==== DATA UNDER STUDY ====

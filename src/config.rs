//! Feeder configuration: Wi-Fi, printer link, control socket, storage.
//!
//! Every string is a fixed-capacity `heapless::String` so the firmware can
//! hold a full config without heap-sized fields. Stored settings are layered
//! on top by [`crate::settings::load_settings`].
//!
//! ```rust
//! use top_ams::config::{Config, PrinterConfig, WebConfig};
//!
//! let config = Config::default()
//!     .with_printer(
//!         PrinterConfig::default()
//!             .with_host("192.168.1.50")
//!             .with_serial("01P00A000000000"),
//!     )
//!     .with_web(WebConfig::default().with_port(8080));
//! ```

use core::fmt::Write;

use heapless::String as HString;

/// Capacity of hosts, serials, credentials and names.
pub const MAX_SHORT_STRING: usize = 64;

/// Capacity of topics, URLs and paths.
pub const MAX_LONG_STRING: usize = 128;

/// Short config string.
pub type ShortString = HString<MAX_SHORT_STRING>;
/// Long config string.
pub type LongString = HString<MAX_LONG_STRING>;

// ============================================================================
// Bounded strings
// ============================================================================

/// Copy as much of `s` as fits in `N` bytes without splitting a character.
pub(crate) fn truncated<const N: usize>(s: &str) -> HString<N> {
    let mut hs = HString::new();
    let valid_end = s
        .char_indices()
        .map(|(i, c)| i + c.len_utf8())
        .take_while(|end| *end <= N)
        .last()
        .unwrap_or(0);
    let _ = hs.push_str(&s[..valid_end]);
    hs
}

/// Truncating conversion into a [`ShortString`].
pub fn short_string(s: &str) -> ShortString {
    truncated(s)
}

/// Truncating conversion into a [`LongString`].
pub fn long_string(s: &str) -> LongString {
    truncated(s)
}

// ============================================================================
// Main Config
// ============================================================================

/// Complete application configuration
#[derive(Clone, Debug, Default)]
pub struct Config {
    /// WiFi connection configuration
    pub wifi: WifiConfig,
    /// Printer MQTT connection
    pub printer: PrinterConfig,
    /// Control socket server configuration
    pub web: WebConfig,
    /// Filament registry storage
    pub registry: RegistryConfig,
    /// Device identification
    pub device: DeviceConfig,
}

impl Config {
    /// Set WiFi configuration
    pub fn with_wifi(mut self, wifi: WifiConfig) -> Self {
        self.wifi = wifi;
        self
    }

    /// Set printer configuration
    pub fn with_printer(mut self, printer: PrinterConfig) -> Self {
        self.printer = printer;
        self
    }

    /// Set web configuration
    pub fn with_web(mut self, web: WebConfig) -> Self {
        self.web = web;
        self
    }

    /// Set registry configuration
    pub fn with_registry(mut self, registry: RegistryConfig) -> Self {
        self.registry = registry;
        self
    }

    /// Set device configuration
    pub fn with_device(mut self, device: DeviceConfig) -> Self {
        self.device = device;
        self
    }
}

// ============================================================================
// Printer Config
// ============================================================================

/// Connection to the printer's local MQTT broker.
///
/// The printer runs a TLS broker on port 8883 with a self-signed
/// certificate. The user is always `bblp`; the password is the LAN access
/// code shown on the printer.
#[derive(Clone, Debug)]
pub struct PrinterConfig {
    /// Printer IP or hostname
    pub host: ShortString,
    /// Broker port
    pub port: u16,
    /// Printer serial number, used in topic names
    pub serial: ShortString,
    /// LAN access code (MQTT password)
    pub access_code: ShortString,
    /// MQTT username
    pub username: ShortString,
    /// Client ID presented to the broker
    pub client_id: ShortString,
    /// Keep-alive interval in seconds
    pub keep_alive_secs: u16,
    /// Delay before reconnecting after a drop, in milliseconds
    pub reconnect_ms: u32,
    /// Whether the printer link is enabled
    pub enabled: bool,
}

impl Default for PrinterConfig {
    fn default() -> Self {
        Self {
            host: ShortString::new(),
            port: 8883,
            serial: ShortString::new(),
            access_code: ShortString::new(),
            username: short_string("bblp"),
            client_id: short_string("top-ams"),
            keep_alive_secs: 120,
            reconnect_ms: 5000,
            enabled: true,
        }
    }
}

impl PrinterConfig {
    /// Set the printer host
    pub fn with_host(mut self, host: &str) -> Self {
        self.host = short_string(host);
        self
    }

    /// Set the broker port
    pub fn with_port(mut self, port: u16) -> Self {
        self.port = port;
        self
    }

    /// Set the printer serial number
    pub fn with_serial(mut self, serial: &str) -> Self {
        self.serial = short_string(serial);
        self
    }

    /// Set the LAN access code
    pub fn with_access_code(mut self, code: &str) -> Self {
        self.access_code = short_string(code);
        self
    }

    /// Set the client ID
    pub fn with_client_id(mut self, id: &str) -> Self {
        self.client_id = short_string(id);
        self
    }

    /// Set the keep-alive interval
    pub fn with_keep_alive_secs(mut self, secs: u16) -> Self {
        self.keep_alive_secs = secs;
        self
    }

    /// Enable or disable the printer link
    pub fn with_enabled(mut self, enabled: bool) -> Self {
        self.enabled = enabled;
        self
    }

    /// Host, serial and access code are all set
    pub fn is_configured(&self) -> bool {
        !self.host.is_empty() && !self.serial.is_empty() && !self.access_code.is_empty()
    }

    /// Topic the printer publishes status reports on
    pub fn report_topic(&self) -> LongString {
        self.topic("report")
    }

    /// Topic the printer accepts commands on
    pub fn request_topic(&self) -> LongString {
        self.topic("request")
    }

    /// TLS broker URL, e.g. `mqtts://192.168.1.50:8883`
    pub fn broker_url(&self) -> LongString {
        let mut url = LongString::new();
        let _ = write!(url, "mqtts://{}:{}", self.host, self.port);
        url
    }

    fn topic(&self, suffix: &str) -> LongString {
        let mut topic = LongString::new();
        let _ = write!(topic, "device/{}/{}", self.serial, suffix);
        topic
    }
}

// ============================================================================
// Web Config
// ============================================================================

/// Control socket server configuration
#[derive(Clone, Debug)]
pub struct WebConfig {
    /// Port to listen on
    pub port: u16,
    /// WebSocket endpoint path
    pub ws_path: ShortString,
    /// Largest accepted request frame in bytes
    pub max_frame_len: usize,
    /// Whether to enable CORS for all origins
    pub cors_permissive: bool,
    /// Whether the server is enabled
    pub enabled: bool,
}

impl Default for WebConfig {
    fn default() -> Self {
        Self {
            port: 80,
            ws_path: short_string("/ws"),
            max_frame_len: 4096,
            cors_permissive: true,
            enabled: true,
        }
    }
}

impl WebConfig {
    /// Set the port
    pub fn with_port(mut self, port: u16) -> Self {
        self.port = port;
        self
    }

    /// Set the WebSocket path
    pub fn with_ws_path(mut self, path: &str) -> Self {
        self.ws_path = short_string(path);
        self
    }

    /// Set the maximum frame length
    pub fn with_max_frame_len(mut self, len: usize) -> Self {
        self.max_frame_len = len;
        self
    }

    /// Set CORS mode
    pub fn with_cors(mut self, permissive: bool) -> Self {
        self.cors_permissive = permissive;
        self
    }

    /// Enable or disable the server
    pub fn with_enabled(mut self, enabled: bool) -> Self {
        self.enabled = enabled;
        self
    }
}

// ============================================================================
// Registry Config
// ============================================================================

/// Where the filament registry is persisted
#[derive(Clone, Debug)]
pub struct RegistryConfig {
    /// Key holding the registry snapshot
    pub storage_key: ShortString,
}

impl Default for RegistryConfig {
    fn default() -> Self {
        Self {
            storage_key: short_string(crate::registry::DEFAULT_STORAGE_KEY),
        }
    }
}

impl RegistryConfig {
    /// Set the storage key
    pub fn with_storage_key(mut self, key: &str) -> Self {
        self.storage_key = short_string(key);
        self
    }
}

// ============================================================================
// WiFi Config
// ============================================================================

/// WiFi connection configuration
#[derive(Clone, Debug)]
pub struct WifiConfig {
    /// WiFi network SSID
    pub ssid: ShortString,
    /// WiFi password
    pub password: ShortString,
    /// Connection timeout in milliseconds
    pub connect_timeout_ms: u32,
    /// Whether WiFi is enabled
    pub enabled: bool,
    /// Maximum connection retry attempts (0 = unlimited)
    pub max_retries: u8,
}

impl Default for WifiConfig {
    fn default() -> Self {
        Self {
            ssid: ShortString::new(),
            password: ShortString::new(),
            connect_timeout_ms: 30_000,
            enabled: true,
            max_retries: 5,
        }
    }
}

impl WifiConfig {
    /// Set the SSID
    pub fn with_ssid(mut self, ssid: &str) -> Self {
        self.ssid = short_string(ssid);
        self
    }

    /// Set the password
    pub fn with_password(mut self, password: &str) -> Self {
        self.password = short_string(password);
        self
    }

    /// Set the connection timeout
    pub fn with_connect_timeout_ms(mut self, ms: u32) -> Self {
        self.connect_timeout_ms = ms;
        self
    }

    /// Enable or disable WiFi
    pub fn with_enabled(mut self, enabled: bool) -> Self {
        self.enabled = enabled;
        self
    }

    /// Set the maximum retry count
    pub fn with_max_retries(mut self, retries: u8) -> Self {
        self.max_retries = retries;
        self
    }

    /// Check if WiFi credentials are configured
    pub fn is_configured(&self) -> bool {
        !self.ssid.is_empty()
    }
}

// ============================================================================
// Device Config
// ============================================================================

/// Device identification configuration
#[derive(Clone, Debug)]
pub struct DeviceConfig {
    /// Human-readable device name
    pub name: ShortString,
    /// Storage namespace for registry and settings
    pub nvs_namespace: ShortString,
}

impl Default for DeviceConfig {
    fn default() -> Self {
        Self {
            name: short_string("TopAMS"),
            nvs_namespace: short_string("storage"),
        }
    }
}

impl DeviceConfig {
    /// Set the device name
    pub fn with_name(mut self, name: &str) -> Self {
        self.name = short_string(name);
        self
    }

    /// Set the storage namespace
    pub fn with_nvs_namespace(mut self, namespace: &str) -> Self {
        self.nvs_namespace = short_string(namespace);
        self
    }

    /// Name as an mDNS host label: lower-case ASCII letters, digits and `-`.
    ///
    /// Other characters become `-`, leading and trailing dashes are dropped,
    /// and an empty result falls back to `topams`.
    pub fn hostname(&self) -> ShortString {
        let mut host = ShortString::new();
        for c in self.name.chars() {
            let c = if c.is_ascii_alphanumeric() {
                c.to_ascii_lowercase()
            } else {
                '-'
            };
            if c == '-' && (host.is_empty() || host.ends_with('-')) {
                continue;
            }
            let _ = host.push(c);
        }
        while host.ends_with('-') {
            host.pop();
        }
        if host.is_empty() {
            host = short_string("topams");
        }
        host
    }
}

// ============================================================================
// Tests
// ============================================================================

====

**ACTIVITY**: What are the exact lines from the beginning of the material through the line containing "Long config string."? Write out those lines alone.

**ANSWER FOR THIS EXERCISE**:
filename src/config.rs
//! Feeder configuration: Wi-Fi, printer link, control socket, storage.
//!
//! Every string is a fixed-capacity `heapless::String` so the firmware can
//! hold a full config without heap-sized fields. Stored settings are layered
//! on top by [`crate::settings::load_settings`].
//!
//! ```rust
//! use top_ams::config::{Config, PrinterConfig, WebConfig};
//!
//! let config = Config::default()
//!     .with_printer(
//!         PrinterConfig::default()
//!             .with_host("192.168.1.50")
//!             .with_serial("01P00A000000000"),
//!     )
//!     .with_web(WebConfig::default().with_port(8080));
//! ```

use core::fmt::Write;

use heapless::String as HString;

/// Capacity of hosts, serials, credentials and names.
pub const MAX_SHORT_STRING: usize = 64;

/// Capacity of topics, URLs and paths.
pub const MAX_LONG_STRING: usize = 128;

/// Short config string.
pub type ShortString = HString<MAX_SHORT_STRING>;
/// Long config string.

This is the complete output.